BEGIN Exercise data

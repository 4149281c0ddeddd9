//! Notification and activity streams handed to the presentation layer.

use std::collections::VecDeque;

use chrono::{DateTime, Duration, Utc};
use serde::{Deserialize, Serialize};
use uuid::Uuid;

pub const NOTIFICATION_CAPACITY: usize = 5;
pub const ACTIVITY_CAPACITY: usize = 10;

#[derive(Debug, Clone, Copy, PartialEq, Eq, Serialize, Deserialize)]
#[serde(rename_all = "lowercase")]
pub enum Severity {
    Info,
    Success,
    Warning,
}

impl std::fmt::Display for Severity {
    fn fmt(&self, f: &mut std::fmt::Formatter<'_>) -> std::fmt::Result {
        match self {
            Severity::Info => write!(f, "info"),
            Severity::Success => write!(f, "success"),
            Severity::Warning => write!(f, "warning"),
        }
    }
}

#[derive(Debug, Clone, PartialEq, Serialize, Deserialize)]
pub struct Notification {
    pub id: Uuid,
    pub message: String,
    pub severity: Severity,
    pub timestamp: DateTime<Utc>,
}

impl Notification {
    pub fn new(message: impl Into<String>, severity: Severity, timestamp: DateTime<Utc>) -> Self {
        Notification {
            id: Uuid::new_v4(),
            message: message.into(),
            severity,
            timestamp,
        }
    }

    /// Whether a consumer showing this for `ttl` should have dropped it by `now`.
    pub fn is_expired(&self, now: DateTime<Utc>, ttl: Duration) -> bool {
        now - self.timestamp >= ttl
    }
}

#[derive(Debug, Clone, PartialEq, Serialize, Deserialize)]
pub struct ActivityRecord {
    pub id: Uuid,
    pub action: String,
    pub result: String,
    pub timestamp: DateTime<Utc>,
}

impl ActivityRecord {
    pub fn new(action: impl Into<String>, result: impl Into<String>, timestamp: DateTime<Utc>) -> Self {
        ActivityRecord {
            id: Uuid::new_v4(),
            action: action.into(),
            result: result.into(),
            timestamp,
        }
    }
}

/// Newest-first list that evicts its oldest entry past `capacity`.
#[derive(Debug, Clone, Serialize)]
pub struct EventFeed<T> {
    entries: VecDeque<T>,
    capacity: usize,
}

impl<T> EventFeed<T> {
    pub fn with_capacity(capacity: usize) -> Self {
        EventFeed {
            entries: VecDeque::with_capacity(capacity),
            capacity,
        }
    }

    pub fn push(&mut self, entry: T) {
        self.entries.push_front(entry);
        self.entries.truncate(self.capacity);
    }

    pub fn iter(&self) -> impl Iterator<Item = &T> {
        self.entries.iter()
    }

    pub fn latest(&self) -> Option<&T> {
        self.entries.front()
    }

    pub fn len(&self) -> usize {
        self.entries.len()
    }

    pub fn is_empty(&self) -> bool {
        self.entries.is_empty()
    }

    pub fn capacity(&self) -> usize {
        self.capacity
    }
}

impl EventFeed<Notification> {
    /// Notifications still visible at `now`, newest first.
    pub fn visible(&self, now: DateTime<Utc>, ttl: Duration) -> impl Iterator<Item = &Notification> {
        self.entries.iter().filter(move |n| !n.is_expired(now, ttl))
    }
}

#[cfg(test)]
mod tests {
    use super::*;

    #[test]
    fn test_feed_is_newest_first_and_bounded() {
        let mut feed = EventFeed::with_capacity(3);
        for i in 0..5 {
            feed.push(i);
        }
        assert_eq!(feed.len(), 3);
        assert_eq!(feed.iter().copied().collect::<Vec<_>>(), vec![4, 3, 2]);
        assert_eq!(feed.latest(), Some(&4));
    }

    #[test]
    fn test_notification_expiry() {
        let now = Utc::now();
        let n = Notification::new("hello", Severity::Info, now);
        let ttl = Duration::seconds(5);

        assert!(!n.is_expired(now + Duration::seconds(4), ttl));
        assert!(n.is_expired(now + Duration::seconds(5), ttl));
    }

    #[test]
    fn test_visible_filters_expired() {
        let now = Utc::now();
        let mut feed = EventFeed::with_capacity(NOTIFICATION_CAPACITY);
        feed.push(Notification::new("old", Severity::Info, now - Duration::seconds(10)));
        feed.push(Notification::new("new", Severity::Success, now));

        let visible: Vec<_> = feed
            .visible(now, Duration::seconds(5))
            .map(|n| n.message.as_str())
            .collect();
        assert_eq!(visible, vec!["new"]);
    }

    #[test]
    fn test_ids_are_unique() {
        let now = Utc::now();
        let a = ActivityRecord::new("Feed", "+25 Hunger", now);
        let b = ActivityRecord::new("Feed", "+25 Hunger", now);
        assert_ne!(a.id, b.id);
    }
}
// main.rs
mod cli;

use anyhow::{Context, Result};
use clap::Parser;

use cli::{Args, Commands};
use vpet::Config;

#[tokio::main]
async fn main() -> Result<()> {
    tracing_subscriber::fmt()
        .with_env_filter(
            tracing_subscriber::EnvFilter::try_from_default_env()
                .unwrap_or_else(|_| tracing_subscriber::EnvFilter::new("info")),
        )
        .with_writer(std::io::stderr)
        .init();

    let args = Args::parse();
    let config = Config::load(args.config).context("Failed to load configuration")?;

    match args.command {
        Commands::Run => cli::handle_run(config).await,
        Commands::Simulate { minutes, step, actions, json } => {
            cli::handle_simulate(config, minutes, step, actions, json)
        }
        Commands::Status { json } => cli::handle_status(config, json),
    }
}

END Exercise data

- To do
If a line of the records contains the word "Commands", count it; give only the total.

- Exercise result
4